[Task brief]: What is the count of lines in the listing below that hold the string "Some"? Reply with that number alone.

[Input records]:
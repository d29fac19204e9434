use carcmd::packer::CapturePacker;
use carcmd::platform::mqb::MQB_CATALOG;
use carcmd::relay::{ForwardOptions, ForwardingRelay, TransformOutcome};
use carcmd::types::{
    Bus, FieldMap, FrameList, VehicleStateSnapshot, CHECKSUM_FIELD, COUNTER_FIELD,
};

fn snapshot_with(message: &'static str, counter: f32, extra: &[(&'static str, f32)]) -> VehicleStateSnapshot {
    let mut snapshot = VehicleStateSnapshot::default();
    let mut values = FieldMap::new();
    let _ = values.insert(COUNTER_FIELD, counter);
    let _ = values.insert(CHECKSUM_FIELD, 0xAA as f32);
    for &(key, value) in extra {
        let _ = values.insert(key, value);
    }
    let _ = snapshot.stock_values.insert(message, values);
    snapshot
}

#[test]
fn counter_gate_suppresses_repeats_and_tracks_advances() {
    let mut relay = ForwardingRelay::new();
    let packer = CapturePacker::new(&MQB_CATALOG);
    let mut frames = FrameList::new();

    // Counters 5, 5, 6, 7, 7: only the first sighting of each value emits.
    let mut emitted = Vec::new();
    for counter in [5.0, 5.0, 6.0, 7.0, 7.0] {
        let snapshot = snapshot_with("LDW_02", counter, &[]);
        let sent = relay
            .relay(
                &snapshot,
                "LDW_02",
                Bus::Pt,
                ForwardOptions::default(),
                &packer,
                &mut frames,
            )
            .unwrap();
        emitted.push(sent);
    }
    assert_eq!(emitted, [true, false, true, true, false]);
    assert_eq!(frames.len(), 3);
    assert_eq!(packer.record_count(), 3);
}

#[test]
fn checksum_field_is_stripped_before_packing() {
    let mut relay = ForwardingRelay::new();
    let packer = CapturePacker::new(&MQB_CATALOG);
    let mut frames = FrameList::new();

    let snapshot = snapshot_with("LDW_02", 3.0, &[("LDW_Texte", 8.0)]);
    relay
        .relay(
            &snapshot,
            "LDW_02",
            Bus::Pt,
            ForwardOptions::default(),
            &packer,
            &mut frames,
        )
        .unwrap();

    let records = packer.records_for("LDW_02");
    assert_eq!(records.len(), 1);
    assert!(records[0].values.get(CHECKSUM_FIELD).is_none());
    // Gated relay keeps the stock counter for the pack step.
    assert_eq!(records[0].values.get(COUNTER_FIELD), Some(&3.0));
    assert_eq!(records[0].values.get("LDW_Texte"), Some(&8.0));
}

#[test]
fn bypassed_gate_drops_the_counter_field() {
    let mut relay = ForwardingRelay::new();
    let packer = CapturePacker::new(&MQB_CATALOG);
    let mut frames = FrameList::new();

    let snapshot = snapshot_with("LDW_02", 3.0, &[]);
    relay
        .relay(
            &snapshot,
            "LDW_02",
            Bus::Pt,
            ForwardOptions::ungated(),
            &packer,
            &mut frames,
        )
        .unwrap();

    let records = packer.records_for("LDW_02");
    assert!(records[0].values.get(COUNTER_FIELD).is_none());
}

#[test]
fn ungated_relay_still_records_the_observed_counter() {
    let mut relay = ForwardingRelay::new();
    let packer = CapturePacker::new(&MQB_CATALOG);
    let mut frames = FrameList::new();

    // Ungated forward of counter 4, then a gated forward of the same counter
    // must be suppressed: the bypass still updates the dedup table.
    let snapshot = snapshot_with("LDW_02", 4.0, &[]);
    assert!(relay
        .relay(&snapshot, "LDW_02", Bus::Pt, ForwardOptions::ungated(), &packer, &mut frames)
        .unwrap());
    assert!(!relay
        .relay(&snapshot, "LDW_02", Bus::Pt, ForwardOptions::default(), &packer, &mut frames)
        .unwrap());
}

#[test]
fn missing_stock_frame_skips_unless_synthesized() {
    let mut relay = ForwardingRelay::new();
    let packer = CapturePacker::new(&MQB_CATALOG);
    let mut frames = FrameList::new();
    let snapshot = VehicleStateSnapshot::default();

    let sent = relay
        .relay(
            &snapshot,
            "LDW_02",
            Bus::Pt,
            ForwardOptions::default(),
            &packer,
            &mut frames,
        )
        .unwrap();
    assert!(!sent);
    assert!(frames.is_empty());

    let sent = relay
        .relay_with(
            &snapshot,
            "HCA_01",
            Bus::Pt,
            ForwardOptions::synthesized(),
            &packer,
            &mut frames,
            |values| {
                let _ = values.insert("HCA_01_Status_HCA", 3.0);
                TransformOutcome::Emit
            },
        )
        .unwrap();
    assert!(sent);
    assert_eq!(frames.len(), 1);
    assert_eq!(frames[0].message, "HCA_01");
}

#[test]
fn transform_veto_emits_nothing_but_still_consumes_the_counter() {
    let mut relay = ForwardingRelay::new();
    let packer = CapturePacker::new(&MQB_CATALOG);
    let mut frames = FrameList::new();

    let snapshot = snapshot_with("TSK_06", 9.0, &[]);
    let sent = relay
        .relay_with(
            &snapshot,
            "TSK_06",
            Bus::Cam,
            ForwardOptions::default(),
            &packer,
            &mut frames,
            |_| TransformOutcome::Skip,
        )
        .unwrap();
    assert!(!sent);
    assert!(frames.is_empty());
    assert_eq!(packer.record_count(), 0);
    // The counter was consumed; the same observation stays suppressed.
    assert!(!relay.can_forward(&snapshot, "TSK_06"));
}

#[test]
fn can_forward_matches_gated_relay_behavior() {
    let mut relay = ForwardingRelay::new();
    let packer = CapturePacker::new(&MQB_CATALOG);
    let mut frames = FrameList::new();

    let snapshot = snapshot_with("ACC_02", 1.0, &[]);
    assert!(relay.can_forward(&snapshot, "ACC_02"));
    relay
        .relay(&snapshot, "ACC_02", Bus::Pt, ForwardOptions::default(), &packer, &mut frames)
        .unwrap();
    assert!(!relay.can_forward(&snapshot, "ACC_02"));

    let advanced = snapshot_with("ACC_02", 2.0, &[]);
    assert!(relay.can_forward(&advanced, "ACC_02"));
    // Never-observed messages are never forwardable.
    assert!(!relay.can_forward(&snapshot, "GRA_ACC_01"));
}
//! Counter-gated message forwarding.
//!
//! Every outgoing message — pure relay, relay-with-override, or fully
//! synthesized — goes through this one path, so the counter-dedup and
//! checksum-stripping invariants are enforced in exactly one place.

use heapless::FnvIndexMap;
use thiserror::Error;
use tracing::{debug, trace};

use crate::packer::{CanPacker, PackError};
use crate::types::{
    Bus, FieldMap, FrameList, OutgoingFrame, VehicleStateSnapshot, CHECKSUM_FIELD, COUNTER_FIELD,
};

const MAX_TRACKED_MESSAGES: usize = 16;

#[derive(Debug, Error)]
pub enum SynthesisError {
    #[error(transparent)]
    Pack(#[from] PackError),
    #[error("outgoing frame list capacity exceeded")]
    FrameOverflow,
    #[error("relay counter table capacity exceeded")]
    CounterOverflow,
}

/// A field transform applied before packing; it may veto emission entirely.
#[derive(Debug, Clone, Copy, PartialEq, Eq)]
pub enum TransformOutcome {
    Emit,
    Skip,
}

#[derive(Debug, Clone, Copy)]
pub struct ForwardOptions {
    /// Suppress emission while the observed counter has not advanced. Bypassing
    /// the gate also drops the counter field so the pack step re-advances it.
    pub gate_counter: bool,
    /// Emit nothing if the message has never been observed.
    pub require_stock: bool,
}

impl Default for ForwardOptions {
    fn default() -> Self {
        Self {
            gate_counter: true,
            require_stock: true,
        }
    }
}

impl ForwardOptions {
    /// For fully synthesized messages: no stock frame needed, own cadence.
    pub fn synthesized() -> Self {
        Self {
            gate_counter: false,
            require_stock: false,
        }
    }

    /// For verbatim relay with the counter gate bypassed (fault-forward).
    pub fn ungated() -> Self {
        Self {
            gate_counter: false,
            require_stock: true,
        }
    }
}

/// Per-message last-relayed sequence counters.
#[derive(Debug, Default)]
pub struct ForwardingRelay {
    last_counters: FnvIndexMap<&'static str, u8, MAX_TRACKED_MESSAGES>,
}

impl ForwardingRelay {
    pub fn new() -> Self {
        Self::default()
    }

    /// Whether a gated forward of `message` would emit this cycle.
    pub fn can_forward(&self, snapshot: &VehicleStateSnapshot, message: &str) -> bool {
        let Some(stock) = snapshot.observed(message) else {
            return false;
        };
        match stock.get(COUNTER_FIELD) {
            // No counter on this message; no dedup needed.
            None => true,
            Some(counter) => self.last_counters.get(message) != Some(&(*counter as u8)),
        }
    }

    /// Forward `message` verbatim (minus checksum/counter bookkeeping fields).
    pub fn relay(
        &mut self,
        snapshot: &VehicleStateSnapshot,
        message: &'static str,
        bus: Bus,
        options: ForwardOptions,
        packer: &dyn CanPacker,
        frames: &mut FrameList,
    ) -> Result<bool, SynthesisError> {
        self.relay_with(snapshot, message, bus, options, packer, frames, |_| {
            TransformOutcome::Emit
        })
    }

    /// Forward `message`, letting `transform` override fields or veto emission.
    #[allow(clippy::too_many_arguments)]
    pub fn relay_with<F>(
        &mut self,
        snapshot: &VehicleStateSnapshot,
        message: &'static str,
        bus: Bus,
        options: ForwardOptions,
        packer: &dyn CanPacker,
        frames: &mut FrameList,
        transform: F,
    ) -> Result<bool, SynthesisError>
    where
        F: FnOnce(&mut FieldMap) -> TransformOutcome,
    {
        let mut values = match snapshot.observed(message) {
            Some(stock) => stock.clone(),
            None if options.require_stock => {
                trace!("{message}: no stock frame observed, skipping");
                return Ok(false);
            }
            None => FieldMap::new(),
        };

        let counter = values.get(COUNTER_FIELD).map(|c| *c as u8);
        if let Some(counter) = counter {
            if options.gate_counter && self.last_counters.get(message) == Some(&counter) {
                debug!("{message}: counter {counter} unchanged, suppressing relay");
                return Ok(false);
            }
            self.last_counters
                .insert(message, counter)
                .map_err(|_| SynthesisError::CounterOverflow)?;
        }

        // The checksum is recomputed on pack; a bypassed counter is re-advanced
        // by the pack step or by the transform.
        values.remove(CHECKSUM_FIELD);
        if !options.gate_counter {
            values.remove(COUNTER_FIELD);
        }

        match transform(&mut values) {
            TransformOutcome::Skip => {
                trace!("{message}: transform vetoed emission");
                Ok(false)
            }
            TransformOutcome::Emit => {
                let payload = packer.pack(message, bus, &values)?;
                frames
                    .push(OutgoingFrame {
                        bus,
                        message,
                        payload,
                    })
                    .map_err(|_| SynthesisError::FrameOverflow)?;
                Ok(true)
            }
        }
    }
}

[Answer to the problem]: 7